**RECORDS PROVIDED**

//! Lock-free server statistics with cache-padded atomic counters
//!
//! Accept-loop counters and handler counters are bumped from different worker
//! threads, so each counter sits on its own cache line.

use std::sync::atomic::{AtomicU64, AtomicUsize, Ordering};
use std::time::{Duration, Instant};

use crossbeam_utils::CachePadded;

/// Thread-safe server counters shared by the accept loop and every handler.
#[derive(Debug)]
pub struct ServerStats {
    started: Instant,
    /// Sockets returned by `accept`
    pub accepted: CachePadded<AtomicUsize>,
    /// Sockets dropped because the ceiling was reached
    pub rejected: CachePadded<AtomicUsize>,
    /// Sockets that got a handler
    pub admitted: CachePadded<AtomicUsize>,
    /// Handlers that finished without error
    pub completed: CachePadded<AtomicUsize>,
    /// Handlers that finished on an error
    pub failed: CachePadded<AtomicUsize>,
    /// Request/response exchanges performed across all handlers
    pub exchanges: CachePadded<AtomicUsize>,
    pub bytes_read: CachePadded<AtomicU64>,
    pub bytes_written: CachePadded<AtomicU64>,
}

impl Default for ServerStats {
    fn default() -> Self {
        Self {
            started: Instant::now(),
            accepted: CachePadded::default(),
            rejected: CachePadded::default(),
            admitted: CachePadded::default(),
            completed: CachePadded::default(),
            failed: CachePadded::default(),
            exchanges: CachePadded::default(),
            bytes_read: CachePadded::default(),
            bytes_written: CachePadded::default(),
        }
    }
}

/// Point-in-time copy of [`ServerStats`], handed to the heartbeat.
#[derive(Debug, Clone, PartialEq, Eq)]
pub struct ServerStatsSnapshot {
    pub uptime: Duration,
    /// Handlers live at the time of the snapshot
    pub active: usize,
    pub max_connections: usize,
    pub accepted: usize,
    pub rejected: usize,
    pub admitted: usize,
    pub completed: usize,
    pub failed: usize,
    pub exchanges: usize,
    pub bytes_read: u64,
    pub bytes_written: u64,
}

impl ServerStats {
    #[must_use]
    pub fn new() -> Self {
        Self::default()
    }

    #[inline]
    pub fn record_accept(&self) {
        self.accepted.fetch_add(1, Ordering::Relaxed);
    }

    #[inline]
    pub fn record_reject(&self) {
        self.rejected.fetch_add(1, Ordering::Relaxed);
    }

    #[inline]
    pub fn record_admit(&self) {
        self.admitted.fetch_add(1, Ordering::Relaxed);
    }

    #[inline]
    pub fn record_finish(&self, failed: bool) {
        if failed {
            self.failed.fetch_add(1, Ordering::Relaxed);
        } else {
            self.completed.fetch_add(1, Ordering::Relaxed);
        }
    }

    #[inline]
    pub fn record_exchange(&self) {
        self.exchanges.fetch_add(1, Ordering::Relaxed);
    }

    #[inline]
    pub fn record_read(&self, bytes: usize) {
        self.bytes_read.fetch_add(bytes as u64, Ordering::Relaxed);
    }

    #[inline]
    pub fn record_written(&self, bytes: usize) {
        self.bytes_written.fetch_add(bytes as u64, Ordering::Relaxed);
    }

    /// Reads every counter with relaxed ordering; values are individually
    /// accurate but not a consistent cut across counters.
    #[must_use]
    pub fn snapshot(&self, active: usize, max_connections: usize) -> ServerStatsSnapshot {
        ServerStatsSnapshot {
            uptime: self.started.elapsed(),
            active,
            max_connections,
            accepted: self.accepted.load(Ordering::Relaxed),
            rejected: self.rejected.load(Ordering::Relaxed),
            admitted: self.admitted.load(Ordering::Relaxed),
            completed: self.completed.load(Ordering::Relaxed),
            failed: self.failed.load(Ordering::Relaxed),
            exchanges: self.exchanges.load(Ordering::Relaxed),
            bytes_read: self.bytes_read.load(Ordering::Relaxed),
            bytes_written: self.bytes_written.load(Ordering::Relaxed),
        }
    }
}

#[cfg(test)]
mod tests {
    use super::*;

    #[test]
    fn test_snapshot_reflects_counters() {
        let stats = ServerStats::new();
        stats.record_accept();
        stats.record_accept();
        stats.record_reject();
        stats.record_admit();
        stats.record_finish(false);
        stats.record_read(10);
        stats.record_written(4);

        let snapshot = stats.snapshot(0, 8);
        assert_eq!(snapshot.accepted, 2);
        assert_eq!(snapshot.rejected, 1);
        assert_eq!(snapshot.admitted, 1);
        assert_eq!(snapshot.completed, 1);
        assert_eq!(snapshot.failed, 0);
        assert_eq!(snapshot.bytes_read, 10);
        assert_eq!(snapshot.bytes_written, 4);
        assert_eq!(snapshot.max_connections, 8);
    }
}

**WHAT IS NEEDED**
Begin with the first line of the data above and, please, print each line exactly until you have printed the line containing "and every handler."; print nothing else.

**RESULT OF THE EXERCISE**
//! Lock-free server statistics with cache-padded atomic counters
//!
//! Accept-loop counters and handler counters are bumped from different worker
//! threads, so each counter sits on its own cache line.

use std::sync::atomic::{AtomicU64, AtomicUsize, Ordering};
use std::time::{Duration, Instant};

use crossbeam_utils::CachePadded;

/// Thread-safe server counters shared by the accept loop and every handler.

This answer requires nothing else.